----- MATERIAL SHOWN -----
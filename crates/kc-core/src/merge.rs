//! Reconciliation of conflicted copies left behind by file synchronization.
//!
//! Sync tools (Dropbox, Syncthing, iCloud Drive, ...) do not block concurrent
//! writers. When two devices append to the log while offline, the tool keeps
//! one version under the original name and materializes the other as a
//! sibling "conflicted copy". Merging folds every sibling back into the
//! primary log so that replay sees all events from all devices.
//!
//! ## Ordering
//!
//! The merged log is sorted by timestamp, ascending. Ties keep their relative
//! position in the concatenation: primary events first, then siblings in
//! discovery order (file name, ascending), each file in its own order.
//!
//! ## Crash safety
//!
//! The primary is replaced atomically, but rewrite and sibling deletion are
//! separate steps. A crash in between leaves siblings whose events are
//! already merged; the next merge folds them in again. Duplicates replay
//! idempotently, so the state is unaffected.

use std::fs;
use std::io;
use std::path::{Path, PathBuf};

use tracing::{debug, info, warn};

use crate::error::Result;
use crate::event::Event;
use crate::log::EventLog;

/// Outcome of one merge pass.
#[derive(Debug, Clone, Default, PartialEq, Eq)]
pub struct MergeReport {
    /// Sibling files folded in and removed, in discovery order
    pub siblings: Vec<PathBuf>,
    /// Events in the rewritten primary (0 when nothing was merged)
    pub merged_events: usize,
}

impl MergeReport {
    pub fn merged_anything(&self) -> bool {
        !self.siblings.is_empty()
    }
}

/// Merges conflicted copies of one primary log.
pub struct ConflictMerger<'a> {
    log: &'a EventLog,
}

impl<'a> ConflictMerger<'a> {
    pub fn new(log: &'a EventLog) -> Self {
        Self { log }
    }

    /// Conflicted copies of the primary log, sorted by file name.
    pub fn discover(&self) -> Result<Vec<PathBuf>> {
        let primary = self.log.path();
        let Some(primary_name) = primary.file_name().and_then(|name| name.to_str()) else {
            return Ok(Vec::new());
        };
        let dir = match primary.parent() {
            Some(parent) if !parent.as_os_str().is_empty() => parent.to_path_buf(),
            _ => PathBuf::from("."),
        };

        let entries = match fs::read_dir(&dir) {
            Ok(entries) => entries,
            Err(err) if err.kind() == io::ErrorKind::NotFound => return Ok(Vec::new()),
            Err(err) => return Err(err.into()),
        };

        let mut siblings = Vec::new();
        for entry in entries {
            let entry = entry?;
            if !entry.file_type()?.is_file() {
                continue;
            }
            let name = entry.file_name();
            let Some(name) = name.to_str() else {
                continue;
            };
            if is_conflict_copy(primary_name, name) {
                siblings.push(entry.path());
            }
        }
        siblings.sort_by(|a, b| a.file_name().cmp(&b.file_name()));
        Ok(siblings)
    }

    /// Fold every conflicted copy into the primary log and delete the copies.
    ///
    /// Leaves the primary untouched when there is nothing to merge. A copy
    /// with unparseable lines and no events is not a log; it is left in place.
    pub fn merge(&self) -> Result<MergeReport> {
        let candidates = self.discover()?;
        if candidates.is_empty() {
            return Ok(MergeReport::default());
        }

        let mut siblings = Vec::with_capacity(candidates.len());
        let mut replicas = Vec::with_capacity(candidates.len());
        for path in candidates {
            let read = EventLog::new(&path).read_report()?;
            if read.events.is_empty() && read.skipped > 0 {
                warn!(
                    sibling = %path.display(),
                    skipped = read.skipped,
                    "ignoring file that looks like a conflicted copy but holds no events"
                );
                continue;
            }
            debug!(sibling = %path.display(), events = read.events.len(), "read conflicted copy");
            siblings.push(path);
            replicas.push(read.events);
        }
        if siblings.is_empty() {
            return Ok(MergeReport::default());
        }

        let primary = self.log.read_all()?;
        let merged = merge_events(primary, replicas);
        self.log.rewrite(&merged)?;

        for path in &siblings {
            remove_sibling(path)?;
        }

        info!(
            path = %self.log.path().display(),
            siblings = siblings.len(),
            events = merged.len(),
            "merged conflicted copies"
        );
        Ok(MergeReport {
            merged_events: merged.len(),
            siblings,
        })
    }
}

/// Concatenate primary and sibling events and sort them by timestamp.
///
/// The sort is stable, which yields the documented tie-break. No
/// deduplication is performed.
pub fn merge_events(primary: Vec<Event>, siblings: Vec<Vec<Event>>) -> Vec<Event> {
    let mut merged = primary;
    for events in siblings {
        merged.extend(events);
    }
    merged.sort_by_key(|event| event.ts);
    merged
}

/// Whether `candidate` is a conflicted copy of the file named `primary`.
///
/// Recognized, for a primary `<stem>.<ext>`:
/// - `<stem> (Alice's conflicted copy 2024-01-02).<ext>` and other bracketed
///   markers containing `conflict` (Dropbox, Nextcloud, ownCloud)
/// - `<stem>_conflict-20240102-101010.<ext>` (older ownCloud clients)
/// - `<stem>.sync-conflict-20240102-101010-ABCDEFG.<ext>` (Syncthing)
/// - `<stem> 2.<ext>` (iCloud Drive)
/// - `<stem> (1).<ext>` (Google Drive)
pub fn is_conflict_copy(primary: &str, candidate: &str) -> bool {
    if candidate == primary || candidate.ends_with(".tmp") || candidate.ends_with(".lock") {
        return false;
    }

    let (stem, ext) = match primary.rsplit_once('.') {
        Some((stem, ext)) if !stem.is_empty() => (stem, Some(ext)),
        _ => (primary, None),
    };

    let Some(rest) = candidate.strip_prefix(stem) else {
        return false;
    };
    let middle = match ext {
        Some(ext) => match rest
            .strip_suffix(ext)
            .and_then(|rest| rest.strip_suffix('.'))
        {
            Some(middle) => middle,
            None => return false,
        },
        None => rest,
    };
    if middle.is_empty() {
        return false;
    }

    middle.starts_with(".sync-conflict-")
        || is_bracketed_conflict(middle)
        || is_stamped_conflict(middle)
        || is_numbered_copy(middle)
}

fn is_bracketed_conflict(middle: &str) -> bool {
    middle
        .strip_prefix(" (")
        .and_then(|inner| inner.strip_suffix(')'))
        .is_some_and(|inner| inner.to_lowercase().contains("conflict"))
}

fn is_stamped_conflict(middle: &str) -> bool {
    middle
        .strip_prefix("_conflict-")
        .is_some_and(|stamp| {
            !stamp.is_empty() && stamp.chars().all(|c| c.is_ascii_digit() || c == '-')
        })
}

fn is_numbered_copy(middle: &str) -> bool {
    let Some(suffix) = middle.strip_prefix(' ') else {
        return false;
    };
    let digits = suffix
        .strip_prefix('(')
        .and_then(|inner| inner.strip_suffix(')'))
        .unwrap_or(suffix);
    !digits.is_empty() && digits.chars().all(|c| c.is_ascii_digit())
}

fn remove_sibling(path: &Path) -> Result<()> {
    match fs::remove_file(path) {
        Ok(()) => Ok(()),
        Err(err) if err.kind() == io::ErrorKind::NotFound => Ok(()),
        Err(err) => Err(err.into()),
    }
}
-----
■ **TASK DESCRIPTION**:
Please show each line in the records above that contains "candidates".

■ **WRITTEN REPLY**:
        let candidates = self.discover()?;
        if candidates.is_empty() {
        let mut siblings = Vec::with_capacity(candidates.len());
        let mut replicas = Vec::with_capacity(candidates.len());
        for path in candidates {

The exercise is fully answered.